= Task to complete =
Show, from the records below, all lines that contain the word "DeleteOutcome".
⁂
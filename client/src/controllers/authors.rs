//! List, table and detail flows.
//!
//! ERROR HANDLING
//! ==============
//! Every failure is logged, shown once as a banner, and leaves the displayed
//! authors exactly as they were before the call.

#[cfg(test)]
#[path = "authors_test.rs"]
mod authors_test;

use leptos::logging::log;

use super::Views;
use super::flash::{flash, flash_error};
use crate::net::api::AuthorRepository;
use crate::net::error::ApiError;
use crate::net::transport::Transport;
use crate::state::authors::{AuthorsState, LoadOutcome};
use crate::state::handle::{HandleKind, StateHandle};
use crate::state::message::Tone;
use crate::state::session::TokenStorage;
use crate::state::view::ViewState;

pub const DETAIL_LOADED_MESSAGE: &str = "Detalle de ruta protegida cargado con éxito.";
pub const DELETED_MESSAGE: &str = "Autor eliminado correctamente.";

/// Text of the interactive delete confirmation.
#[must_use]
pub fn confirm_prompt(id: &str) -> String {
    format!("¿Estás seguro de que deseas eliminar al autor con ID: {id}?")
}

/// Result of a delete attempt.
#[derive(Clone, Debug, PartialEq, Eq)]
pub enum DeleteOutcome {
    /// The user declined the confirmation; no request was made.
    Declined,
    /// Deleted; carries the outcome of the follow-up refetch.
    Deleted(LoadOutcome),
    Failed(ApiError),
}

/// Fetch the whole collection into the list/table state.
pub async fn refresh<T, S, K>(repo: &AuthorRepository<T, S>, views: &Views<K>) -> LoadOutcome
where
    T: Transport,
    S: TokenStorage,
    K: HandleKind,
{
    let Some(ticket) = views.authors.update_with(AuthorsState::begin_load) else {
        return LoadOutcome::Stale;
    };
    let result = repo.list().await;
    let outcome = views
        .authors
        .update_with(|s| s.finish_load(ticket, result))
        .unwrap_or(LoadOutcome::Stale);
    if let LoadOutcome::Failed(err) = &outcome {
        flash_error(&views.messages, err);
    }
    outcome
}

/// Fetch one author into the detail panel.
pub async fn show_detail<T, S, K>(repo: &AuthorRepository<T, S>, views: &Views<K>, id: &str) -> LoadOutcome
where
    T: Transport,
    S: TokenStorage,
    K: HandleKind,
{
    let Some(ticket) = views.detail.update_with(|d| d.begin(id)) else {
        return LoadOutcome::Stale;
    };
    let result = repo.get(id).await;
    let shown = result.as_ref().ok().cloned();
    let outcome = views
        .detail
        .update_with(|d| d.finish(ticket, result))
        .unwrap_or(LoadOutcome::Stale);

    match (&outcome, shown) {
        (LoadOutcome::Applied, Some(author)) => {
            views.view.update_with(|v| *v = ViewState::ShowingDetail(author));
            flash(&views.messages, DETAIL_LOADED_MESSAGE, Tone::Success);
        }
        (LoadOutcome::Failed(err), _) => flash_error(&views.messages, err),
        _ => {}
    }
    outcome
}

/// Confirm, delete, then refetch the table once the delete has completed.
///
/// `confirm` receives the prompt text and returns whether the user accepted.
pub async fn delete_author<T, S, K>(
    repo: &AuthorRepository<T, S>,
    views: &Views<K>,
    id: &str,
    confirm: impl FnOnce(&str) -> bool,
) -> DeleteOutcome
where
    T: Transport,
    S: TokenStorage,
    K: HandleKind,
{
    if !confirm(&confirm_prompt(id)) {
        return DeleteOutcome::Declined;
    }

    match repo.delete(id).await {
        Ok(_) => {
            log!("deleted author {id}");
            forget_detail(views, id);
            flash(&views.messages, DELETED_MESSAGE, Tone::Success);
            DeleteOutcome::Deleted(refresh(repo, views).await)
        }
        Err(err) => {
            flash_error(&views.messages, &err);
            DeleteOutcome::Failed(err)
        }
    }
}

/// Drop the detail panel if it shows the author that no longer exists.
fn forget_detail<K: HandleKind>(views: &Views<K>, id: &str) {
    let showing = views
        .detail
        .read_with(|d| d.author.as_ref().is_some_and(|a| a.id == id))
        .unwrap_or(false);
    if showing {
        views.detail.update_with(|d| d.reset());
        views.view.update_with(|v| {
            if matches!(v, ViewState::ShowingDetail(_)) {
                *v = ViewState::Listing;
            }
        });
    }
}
⁂
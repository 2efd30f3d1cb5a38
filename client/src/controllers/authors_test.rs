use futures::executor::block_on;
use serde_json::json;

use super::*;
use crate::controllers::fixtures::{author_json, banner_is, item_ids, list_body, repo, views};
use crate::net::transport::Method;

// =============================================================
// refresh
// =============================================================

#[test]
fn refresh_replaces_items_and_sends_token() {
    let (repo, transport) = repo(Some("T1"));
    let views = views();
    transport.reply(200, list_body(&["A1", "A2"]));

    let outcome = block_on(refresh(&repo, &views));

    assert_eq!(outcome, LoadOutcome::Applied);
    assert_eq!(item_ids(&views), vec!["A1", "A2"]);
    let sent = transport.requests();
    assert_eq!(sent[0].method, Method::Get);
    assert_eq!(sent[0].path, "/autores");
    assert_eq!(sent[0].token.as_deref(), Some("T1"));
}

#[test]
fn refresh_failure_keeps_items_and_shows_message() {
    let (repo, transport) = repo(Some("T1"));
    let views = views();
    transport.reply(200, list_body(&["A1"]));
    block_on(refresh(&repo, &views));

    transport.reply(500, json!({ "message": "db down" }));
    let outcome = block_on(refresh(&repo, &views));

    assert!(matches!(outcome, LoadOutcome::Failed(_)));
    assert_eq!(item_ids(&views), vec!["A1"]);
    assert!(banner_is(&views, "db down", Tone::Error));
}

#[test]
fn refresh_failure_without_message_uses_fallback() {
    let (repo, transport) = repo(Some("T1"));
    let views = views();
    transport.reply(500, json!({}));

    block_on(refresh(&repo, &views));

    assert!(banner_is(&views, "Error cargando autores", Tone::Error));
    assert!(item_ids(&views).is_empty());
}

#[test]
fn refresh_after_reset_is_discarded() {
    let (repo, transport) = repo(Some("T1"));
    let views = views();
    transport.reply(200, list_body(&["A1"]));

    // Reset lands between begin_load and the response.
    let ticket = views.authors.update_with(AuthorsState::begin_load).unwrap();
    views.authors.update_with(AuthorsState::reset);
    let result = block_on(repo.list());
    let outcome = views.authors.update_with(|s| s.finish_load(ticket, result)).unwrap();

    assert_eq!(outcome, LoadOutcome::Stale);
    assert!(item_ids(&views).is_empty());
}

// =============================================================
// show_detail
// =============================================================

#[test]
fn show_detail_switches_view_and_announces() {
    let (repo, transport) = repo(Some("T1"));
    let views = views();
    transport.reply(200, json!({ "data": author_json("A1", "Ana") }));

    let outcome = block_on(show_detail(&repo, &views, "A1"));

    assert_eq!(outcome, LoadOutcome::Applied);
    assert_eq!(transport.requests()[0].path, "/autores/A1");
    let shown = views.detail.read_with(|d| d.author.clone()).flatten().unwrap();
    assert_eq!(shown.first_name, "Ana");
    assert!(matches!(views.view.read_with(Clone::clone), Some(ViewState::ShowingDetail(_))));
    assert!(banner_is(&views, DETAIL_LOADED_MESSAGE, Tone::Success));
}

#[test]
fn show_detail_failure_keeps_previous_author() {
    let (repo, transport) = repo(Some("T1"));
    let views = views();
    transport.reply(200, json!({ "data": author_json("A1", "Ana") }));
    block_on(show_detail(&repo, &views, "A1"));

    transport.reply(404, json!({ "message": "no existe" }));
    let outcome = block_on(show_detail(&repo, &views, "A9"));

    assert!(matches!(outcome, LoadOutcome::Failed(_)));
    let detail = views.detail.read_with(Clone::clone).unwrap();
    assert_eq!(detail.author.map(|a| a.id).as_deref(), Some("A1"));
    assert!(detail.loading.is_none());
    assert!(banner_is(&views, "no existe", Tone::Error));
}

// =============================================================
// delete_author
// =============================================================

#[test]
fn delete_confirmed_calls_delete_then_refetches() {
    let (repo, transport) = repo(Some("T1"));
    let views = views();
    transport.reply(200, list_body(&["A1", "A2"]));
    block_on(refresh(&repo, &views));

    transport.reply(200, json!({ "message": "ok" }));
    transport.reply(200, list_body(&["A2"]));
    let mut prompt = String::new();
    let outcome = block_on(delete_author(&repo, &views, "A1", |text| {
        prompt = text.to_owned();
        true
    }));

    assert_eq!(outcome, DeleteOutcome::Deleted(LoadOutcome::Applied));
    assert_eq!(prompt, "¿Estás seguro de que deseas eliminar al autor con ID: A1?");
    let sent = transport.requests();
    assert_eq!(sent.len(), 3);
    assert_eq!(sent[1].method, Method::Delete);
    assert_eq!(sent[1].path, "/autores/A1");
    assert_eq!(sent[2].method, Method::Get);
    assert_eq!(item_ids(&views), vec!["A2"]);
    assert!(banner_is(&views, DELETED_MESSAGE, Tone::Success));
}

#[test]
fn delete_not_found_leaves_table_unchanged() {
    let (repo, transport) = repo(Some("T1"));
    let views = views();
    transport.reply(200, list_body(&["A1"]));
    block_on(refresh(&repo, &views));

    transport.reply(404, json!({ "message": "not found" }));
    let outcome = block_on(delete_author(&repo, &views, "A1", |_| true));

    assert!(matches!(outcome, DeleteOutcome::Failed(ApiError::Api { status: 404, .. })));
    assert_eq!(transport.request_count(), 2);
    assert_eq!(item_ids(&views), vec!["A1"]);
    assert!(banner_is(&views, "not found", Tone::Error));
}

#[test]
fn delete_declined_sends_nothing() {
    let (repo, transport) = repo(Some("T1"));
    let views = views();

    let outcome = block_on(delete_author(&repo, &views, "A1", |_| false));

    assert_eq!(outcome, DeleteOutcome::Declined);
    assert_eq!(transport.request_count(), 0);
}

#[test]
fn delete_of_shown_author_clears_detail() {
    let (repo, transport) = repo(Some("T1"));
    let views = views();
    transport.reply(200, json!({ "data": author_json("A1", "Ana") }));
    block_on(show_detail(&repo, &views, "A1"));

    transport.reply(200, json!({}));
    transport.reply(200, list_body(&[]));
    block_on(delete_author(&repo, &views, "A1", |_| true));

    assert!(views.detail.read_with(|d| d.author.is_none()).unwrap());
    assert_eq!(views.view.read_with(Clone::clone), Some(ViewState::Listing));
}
⁂
= Solution to the exercise =
pub enum DeleteOutcome {
) -> DeleteOutcome
        return DeleteOutcome::Declined;
            DeleteOutcome::Deleted(refresh(repo, views).await)
            DeleteOutcome::Failed(err)
    assert_eq!(outcome, DeleteOutcome::Deleted(LoadOutcome::Applied));
    assert!(matches!(outcome, DeleteOutcome::Failed(ApiError::Api { status: 404, .. })));
    assert_eq!(outcome, DeleteOutcome::Declined);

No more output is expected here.